The health and longevity of a population is a key barometer of overall welfare, reflecting the cumulative effects of the broader social, economic, and environmental conditions in which people live. How long we and our loved ones live should be one of the most important questions for society. Recently, life expectancy improvements in the US, UK, and some parts of Europe appear to have stalled after decades of improvement. The COVID-19 pandemic added another huge mortality shock to these pre-existing trends. The MORTAL project seeks to understand why these mortality trends seem to be moving in the wrong direction in many countries. The current research is dominated by a U.S. perspective, yet it is unclear whether the same mechanisms and trends exist in Europe. A clear picture of the drivers of international mortality trends requires an ambitious interdisciplinary effort to combine both theory and data, bringing together diverse expertise (demography, biology, epidemiology, genetics, sociology, economics).
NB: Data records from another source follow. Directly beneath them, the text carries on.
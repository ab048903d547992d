//! Wire types for the adaptive search timeline.

use std::collections::HashMap;

use chrono::DateTime;
use serde::Deserialize;

#[derive(Debug, Deserialize)]
pub struct GuestActivation {
    pub guest_token: String,
}

#[derive(Debug, Deserialize)]
pub struct AdaptiveResponse {
    #[serde(rename = "globalObjects", default)]
    pub global_objects: GlobalObjects,
    #[serde(default)]
    pub timeline: Timeline,
}

#[derive(Debug, Default, Deserialize)]
pub struct GlobalObjects {
    #[serde(default)]
    pub tweets: HashMap<String, RawTweet>,
    #[serde(default)]
    pub users: HashMap<String, RawUser>,
}

#[derive(Debug, Deserialize)]
pub struct RawTweet {
    pub id_str: String,
    pub created_at: String,
    #[serde(alias = "text")]
    pub full_text: String,
    pub user_id_str: String,
    #[serde(default)]
    pub favorite_count: u64,
    #[serde(default)]
    pub retweet_count: u64,
    #[serde(default)]
    pub reply_count: u64,
    #[serde(default)]
    pub quote_count: u64,
    pub lang: Option<String>,
    #[serde(default)]
    pub entities: RawEntities,
}

#[derive(Debug, Default, Deserialize)]
pub struct RawEntities {
    #[serde(default)]
    pub hashtags: Vec<RawHashtag>,
    #[serde(default)]
    pub media: Vec<RawMedia>,
}

#[derive(Debug, Deserialize)]
pub struct RawHashtag {
    pub text: String,
}

#[derive(Debug, Deserialize)]
pub struct RawMedia {
    pub media_url_https: Option<String>,
}

#[derive(Debug, Deserialize)]
pub struct RawUser {
    pub screen_name: String,
    #[serde(default)]
    pub name: String,
    #[serde(default)]
    pub verified: bool,
    #[serde(default)]
    pub followers_count: u64,
}

#[derive(Debug, Default, Deserialize)]
pub struct Timeline {
    #[serde(default)]
    pub instructions: Vec<Instruction>,
}

#[derive(Debug, Deserialize)]
#[serde(rename_all = "camelCase")]
pub struct Instruction {
    pub add_entries: Option<AddEntries>,
    pub replace_entry: Option<ReplaceEntry>,
}

#[derive(Debug, Deserialize)]
pub struct AddEntries {
    #[serde(default)]
    pub entries: Vec<Entry>,
}

#[derive(Debug, Deserialize)]
pub struct ReplaceEntry {
    pub entry: Entry,
}

#[derive(Debug, Deserialize)]
#[serde(rename_all = "camelCase")]
pub struct Entry {
    pub entry_id: String,
    pub content: serde_json::Value,
}

impl Entry {
    /// The cursor value of a `Bottom` cursor entry.
    fn bottom_cursor(&self) -> Option<&str> {
        let cursor = self.content.pointer("/operation/cursor")?;
        if cursor.get("cursorType")?.as_str()? != "Bottom" {
            return None;
        }
        cursor.get("value")?.as_str()
    }
}

/// One post with its author joined in.
#[derive(Debug, Clone, PartialEq)]
pub struct SearchPost {
    pub id: u64,
    pub date: String,
    pub username: String,
    pub display_name: String,
    pub verified: bool,
    pub followers: u64,
    pub text: String,
    pub like_count: u64,
    pub retweet_count: u64,
    pub reply_count: u64,
    pub quote_count: u64,
    pub lang: Option<String>,
    pub hashtags: Vec<String>,
    pub image: Option<String>,
}

impl SearchPost {
    pub fn url(&self) -> String {
        format!("https://x.com/{}/status/{}", self.username, self.id)
    }
}

#[derive(Debug, Clone, Default)]
pub struct SearchPage {
    /// Newest first.
    pub posts: Vec<SearchPost>,
    pub next_cursor: Option<String>,
}

/// `Wed Jan 01 12:00:00 +0000 2025` becomes RFC 3339; anything else is kept.
fn normalize_date(raw: &str) -> String {
    DateTime::parse_from_str(raw, "%a %b %d %H:%M:%S %z %Y")
        .map(|dt| dt.to_rfc3339())
        .unwrap_or_else(|_| raw.to_string())
}

impl AdaptiveResponse {
    pub fn into_page(self) -> SearchPage {
        let next_cursor = self
            .timeline
            .instructions
            .iter()
            .flat_map(|ins| {
                let added = ins.add_entries.iter().flat_map(|a| a.entries.iter());
                let replaced = ins.replace_entry.iter().map(|r| &r.entry);
                added.chain(replaced)
            })
            .filter_map(|e| e.bottom_cursor())
            .last()
            .map(str::to_string);

        let users = self.global_objects.users;
        let mut posts: Vec<SearchPost> = self
            .global_objects
            .tweets
            .into_values()
            .filter_map(|t| {
                let id = t.id_str.parse::<u64>().ok()?;
                let user = users.get(&t.user_id_str)?;
                Some(SearchPost {
                    id,
                    date: normalize_date(&t.created_at),
                    username: user.screen_name.clone(),
                    display_name: user.name.clone(),
                    verified: user.verified,
                    followers: user.followers_count,
                    text: t.full_text,
                    like_count: t.favorite_count,
                    retweet_count: t.retweet_count,
                    reply_count: t.reply_count,
                    quote_count: t.quote_count,
                    lang: t.lang.filter(|l| !l.is_empty()),
                    hashtags: t.entities.hashtags.into_iter().map(|h| h.text).collect(),
                    image: t
                        .entities
                        .media
                        .into_iter()
                        .find_map(|m| m.media_url_https),
                })
            })
            .collect();
        posts.sort_by(|a, b| b.id.cmp(&a.id));

        SearchPage { posts, next_cursor }
    }
}
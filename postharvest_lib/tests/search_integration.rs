use std::time::Duration;

use postharvest_lib::search::{SearchError, SearchOptions, SearchScrapeClient, SearchSource};
use postharvest_lib::{
    run_pagination, Advance, Backend, DedupIndex, ItemOutcome, JsonlSink, LoopConfig,
    PostSource, QuerySpec, StopReason,
};
use wiremock::matchers::{header, method, path, query_param, query_param_is_missing};
use wiremock::{Mock, MockServer, ResponseTemplate};

fn load_fixture(name: &str) -> serde_json::Value {
    let path = format!("{}/tests/fixtures/{}", env!("CARGO_MANIFEST_DIR"), name);
    let content = std::fs::read_to_string(&path)
        .unwrap_or_else(|e| panic!("Failed to read fixture {}: {}", path, e));
    serde_json::from_str(&content).unwrap()
}

async fn mount_guest_token(server: &MockServer) {
    Mock::given(method("POST"))
        .and(path("/1.1/guest/activate.json"))
        .and(header("authorization", "Bearer web-bearer"))
        .respond_with(
            ResponseTemplate::new(200)
                .set_body_json(serde_json::json!({ "guest_token": "guest-1" })),
        )
        .mount(server)
        .await;
}

async fn mount_pages(server: &MockServer) {
    Mock::given(method("GET"))
        .and(path("/2/search/adaptive.json"))
        .and(query_param_is_missing("cursor"))
        .and(header("x-guest-token", "guest-1"))
        .respond_with(ResponseTemplate::new(200).set_body_json(load_fixture("adaptive_page1.json")))
        .mount(server)
        .await;
    Mock::given(method("GET"))
        .and(path("/2/search/adaptive.json"))
        .and(query_param("cursor", "scroll:page2"))
        .respond_with(ResponseTemplate::new(200).set_body_json(load_fixture("adaptive_page2.json")))
        .mount(server)
        .await;
    Mock::given(method("GET"))
        .and(path("/2/search/adaptive.json"))
        .and(query_param("cursor", "scroll:page3"))
        .respond_with(ResponseTemplate::new(200).set_body_json(load_fixture("adaptive_empty.json")))
        .mount(server)
        .await;
}

fn options() -> SearchOptions {
    SearchOptions {
        since: "2024-12-01".to_string(),
        until: None,
        languages: vec!["zh".to_string(), "en".to_string()],
        page_size: 20,
    }
}

#[tokio::test]
async fn client_reads_posts_and_bottom_cursor() {
    let server = MockServer::start().await;
    mount_guest_token(&server).await;
    mount_pages(&server).await;

    let mut client = SearchScrapeClient::with_base_url(&server.uri(), "web-bearer").unwrap();
    let page = client.search_page("EU sanctions", None, 20).await.unwrap();

    assert_eq!(page.next_cursor.as_deref(), Some("scroll:page2"));
    assert_eq!(page.posts.len(), 3);
    assert_eq!(page.posts[0].id, 1871234567890123003);
    let zh = &page.posts[2];
    assert_eq!(zh.username, "eudesk_cn");
    assert_eq!(zh.date, "2024-12-24T08:15:00+00:00");
    assert_eq!(zh.hashtags, vec!["EU".to_string()]);
    assert_eq!(zh.image.as_deref(), Some("https://pbs.example/media/eu.jpg"));
    assert_eq!(zh.followers, 8800);

    let next = client
        .search_page("EU sanctions", Some("scroll:page2"), 20)
        .await
        .unwrap();
    assert_eq!(next.next_cursor.as_deref(), Some("scroll:page3"));
    assert_eq!(next.posts.len(), 1);
}

#[tokio::test]
async fn client_sends_query_and_paging_params() {
    let server = MockServer::start().await;
    mount_guest_token(&server).await;
    Mock::given(method("GET"))
        .and(path("/2/search/adaptive.json"))
        .and(query_param("q", "北约 since:2025-01-01"))
        .and(query_param("tweet_search_mode", "live"))
        .and(query_param("count", "40"))
        .respond_with(ResponseTemplate::new(200).set_body_json(load_fixture("adaptive_empty.json")))
        .expect(1)
        .mount(&server)
        .await;

    let mut client = SearchScrapeClient::with_base_url(&server.uri(), "web-bearer").unwrap();
    let page = client
        .search_page("北约 since:2025-01-01", None, 40)
        .await
        .unwrap();
    assert!(page.posts.is_empty());
}

#[tokio::test]
async fn client_reactivates_rejected_guest_token() {
    let server = MockServer::start().await;
    mount_guest_token(&server).await;
    Mock::given(method("GET"))
        .and(path("/2/search/adaptive.json"))
        .respond_with(ResponseTemplate::new(403))
        .up_to_n_times(1)
        .with_priority(1)
        .mount(&server)
        .await;
    Mock::given(method("GET"))
        .and(path("/2/search/adaptive.json"))
        .respond_with(ResponseTemplate::new(200).set_body_json(load_fixture("adaptive_page2.json")))
        .with_priority(2)
        .mount(&server)
        .await;

    let mut client = SearchScrapeClient::with_base_url(&server.uri(), "web-bearer").unwrap();
    let page = client.search_page("q", None, 20).await.unwrap();
    assert_eq!(page.posts.len(), 1);
}

#[tokio::test]
async fn client_maps_rate_limit_and_activation_failure() {
    let server = MockServer::start().await;
    mount_guest_token(&server).await;
    Mock::given(method("GET"))
        .and(path("/2/search/adaptive.json"))
        .respond_with(ResponseTemplate::new(429))
        .mount(&server)
        .await;
    let mut client = SearchScrapeClient::with_base_url(&server.uri(), "web-bearer").unwrap();
    assert!(matches!(
        client.search_page("q", None, 20).await,
        Err(SearchError::RateLimited)
    ));

    let empty = MockServer::start().await;
    let mut client = SearchScrapeClient::with_base_url(&empty.uri(), "web-bearer").unwrap();
    assert!(matches!(
        client.search_page("q", None, 20).await,
        Err(SearchError::GuestToken(_))
    ));
}

#[tokio::test]
async fn source_filters_languages_and_reports_exhaustion() {
    let server = MockServer::start().await;
    mount_guest_token(&server).await;
    mount_pages(&server).await;

    let client = SearchScrapeClient::with_base_url(&server.uri(), "web-bearer").unwrap();
    let mut source = SearchSource::new(client, options());
    assert_eq!(source.backend(), Backend::SearchLibrary);
    source
        .begin(&QuerySpec::new("EU sanctions", "EU policy (English)"))
        .await
        .unwrap();

    assert_eq!(source.advance().await.unwrap(), Advance::More);
    let items = source.collect().await.unwrap();
    assert_eq!(items.len(), 3);
    assert_eq!(items[0], ItemOutcome::Skipped);
    match &items[2] {
        ItemOutcome::Record(r) => {
            assert_eq!(r.id, Some(1871234567890123001));
            assert_eq!(r.query, "EU sanctions");
            assert_eq!(
                r.url.as_deref(),
                Some("https://x.com/eudesk_cn/status/1871234567890123001")
            );
            assert_eq!(r.user_verified, Some(false));
            assert_eq!(r.reply_count, Some(4));
        }
        other => panic!("expected a record, got {:?}", other),
    }

    assert_eq!(source.advance().await.unwrap(), Advance::More);
    assert_eq!(source.collect().await.unwrap().len(), 1);
    assert_eq!(source.advance().await.unwrap(), Advance::Exhausted);
    assert!(source.collect().await.unwrap().is_empty());
    assert_eq!(source.advance().await.unwrap(), Advance::Exhausted);
}

#[tokio::test]
async fn source_runs_through_the_pagination_loop() {
    let server = MockServer::start().await;
    mount_guest_token(&server).await;
    mount_pages(&server).await;

    let dir = tempfile::tempdir().unwrap();
    let raw = dir.path().join("raw.jsonl");
    let text = dir.path().join("text.jsonl");
    let client = SearchScrapeClient::with_base_url(&server.uri(), "web-bearer").unwrap();
    let mut source = SearchSource::new(client, options());
    let mut index = DedupIndex::new();
    let mut sink = JsonlSink::open(&raw, Some(&text)).unwrap();
    let cfg = LoopConfig {
        target: 100,
        max_iterations: 10,
        stall_threshold: 3,
        pacing: Duration::ZERO,
        initial_wait: Duration::ZERO,
    };

    let outcome = run_pagination(
        &mut source,
        &mut index,
        &mut sink,
        &QuerySpec::new("EU sanctions", "EU"),
        &cfg,
    )
    .await;
    sink.close().unwrap();

    assert_eq!(outcome.stop_reason, StopReason::Exhausted);
    assert_eq!(outcome.new_records, 3);
    assert_eq!(outcome.skipped, 1);
    assert_eq!(outcome.iterations, 3);
    let text_body = std::fs::read_to_string(&text).unwrap();
    let first: serde_json::Value = serde_json::from_str(text_body.lines().next().unwrap()).unwrap();
    assert_eq!(first["source"], "search-library");
    assert_eq!(first["lang"], "en");
}
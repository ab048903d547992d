//! Shared driver for the three collection subcommands: configuration
//! loading, flag overrides, and the interruptible session run.

use std::path::{Path, PathBuf};
use std::time::Duration;

use anyhow::Result;
use clap::Args;
use indicatif::{ProgressBar, ProgressStyle};
use postharvest_lib::{Backend, HarvestConfig, HarvestSession, PostSource, QuerySpec};
use tracing::{error, info, warn};

use crate::output::{print_run, OutputFormat};

/// Flags common to every collection backend. Each one overrides the
/// configuration file.
#[derive(Args, Debug, Default)]
pub struct RunArgs {
    /// Directory for the JSONL output files
    #[arg(long)]
    pub output_dir: Option<PathBuf>,

    /// Stop a query after this many new posts
    #[arg(long)]
    pub max_posts: Option<usize>,

    /// Stop a query after this many iterations
    #[arg(long)]
    pub max_iterations: Option<usize>,

    /// Consecutive iterations without a new post before giving up on a query
    #[arg(long)]
    pub stall_threshold: Option<usize>,

    /// Pause between advancing the source and collecting, in milliseconds
    #[arg(long)]
    pub pacing_ms: Option<u64>,

    /// Pause between queries, in milliseconds
    #[arg(long)]
    pub query_delay_ms: Option<u64>,

    /// Run this single query instead of the configured list
    #[arg(long)]
    pub query: Option<String>,

    /// Label (and output file stem) for --query
    #[arg(long, requires = "query")]
    pub label: Option<String>,

    /// Number of top posts to list after the run
    #[arg(long, default_value = "10")]
    pub top: usize,
}

impl RunArgs {
    pub fn apply(&self, config: &mut HarvestConfig) {
        if let Some(dir) = &self.output_dir {
            config.output_dir = dir.clone();
        }
        if let Some(n) = self.max_posts {
            config.max_posts_per_query = Some(n);
        }
        if let Some(n) = self.max_iterations {
            config.max_iterations = Some(n);
        }
        if let Some(n) = self.stall_threshold {
            config.stall_threshold = n;
        }
        if let Some(ms) = self.pacing_ms {
            config.pacing_ms = ms;
        }
        if let Some(ms) = self.query_delay_ms {
            config.query_delay_ms = ms;
        }
        if let Some(query) = &self.query {
            let label = self.label.clone().unwrap_or_else(|| query.clone());
            config.queries = vec![QuerySpec::new(query.clone(), label)];
        }
    }
}

/// File (or defaults), then environment.
pub fn load_config(path: Option<&Path>) -> Result<HarvestConfig> {
    let mut config = match path {
        Some(path) => HarvestConfig::load(path)?,
        None => HarvestConfig::default(),
    };
    config.apply_env();
    Ok(config)
}

/// Runs every configured query through `source`. Ctrl-C abandons the
/// current query; the session is closed on every path and run errors are
/// logged rather than returned.
pub async fn run_session(
    source: Box<dyn PostSource>,
    config: &HarvestConfig,
    backend: Backend,
    top: usize,
    format: &OutputFormat,
) -> Result<()> {
    let total = config.queries.len();
    info!("running {} queries with the {} backend", total, backend);

    let spinner = ProgressBar::new_spinner();
    spinner.set_style(ProgressStyle::with_template(
        "{spinner:.green} [{elapsed_precise}] {msg}",
    )?);
    spinner.enable_steady_tick(Duration::from_millis(120));
    spinner.set_message(format!("0/{} queries, 0 new posts", total));

    let pb = spinner.clone();
    let mut finished = 0usize;
    let mut new_posts = 0usize;
    let mut session = HarvestSession::new(source, config.output_layout(backend), config.loop_config(backend))
        .with_query_delay(config.query_delay())
        .on_query_finished(move |outcome| {
            finished += 1;
            new_posts += outcome.new_records;
            pb.set_message(format!(
                "{}/{} queries, {} new posts (last: {}, {})",
                finished, total, new_posts, outcome.label, outcome.stop_reason
            ));
        });

    let result = tokio::select! {
        res = session.run(&config.queries) => Some(res),
        _ = tokio::signal::ctrl_c() => None,
    };
    session.close().await;
    spinner.finish_and_clear();

    match result {
        Some(Ok(summary)) => {
            let failed = summary.failed_queries();
            if failed > 0 {
                warn!("{} of {} queries failed", failed, total);
            }
            print_run(&summary, top, format)?;
        }
        Some(Err(e)) => error!("run failed: {}", e),
        None => warn!("interrupted, output written so far is kept"),
    }
    Ok(())
}

#[cfg(test)]
mod tests {
    use super::*;

    #[test]
    fn flags_override_config() {
        let mut config = HarvestConfig::default();
        let args = RunArgs {
            output_dir: Some(PathBuf::from("out")),
            max_posts: Some(15),
            stall_threshold: Some(6),
            pacing_ms: Some(250),
            query: Some("budget -is:retweet".to_string()),
            ..Default::default()
        };
        args.apply(&mut config);
        assert_eq!(config.output_dir, PathBuf::from("out"));
        assert_eq!(config.max_posts_per_query, Some(15));
        assert_eq!(config.stall_threshold, 6);
        assert_eq!(config.pacing_ms, 250);
        assert_eq!(config.queries, vec![QuerySpec::new("budget -is:retweet", "budget -is:retweet")]);

        let loop_config = config.loop_config(Backend::ApiClient);
        assert_eq!(loop_config.target, 15);
        assert_eq!(loop_config.pacing, Duration::from_millis(250));
    }

    #[test]
    fn no_flags_keep_config() {
        let mut config = HarvestConfig::default();
        RunArgs::default().apply(&mut config);
        assert_eq!(config, HarvestConfig::default());
    }
}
MORTAL combines a biosocial approach with demographic theory to understand the underlying drivers of population mortality. The project aims to answer several important questions:
• When and how are we dying? How is this changing over time and countries?
• What are the most important social and economic changes in people’s life trajectories over the last several decades, and how have these changes impacted mortality?
• How have biological risks changed across generations, including exposure to obesity, infections, smoking, and environmental exposures? How can we use emerging biological signatures including epigenetics and the microbiome to look back in time at early life exposures and predict future trends?
• How will changes in biological and social risk across cohorts affect mortality going forward in Europe and beyond?
Building a model from cells to society, MORTAL will integrate knowledge across disciplines to answer the vital question: as populations, how long do we live, and why?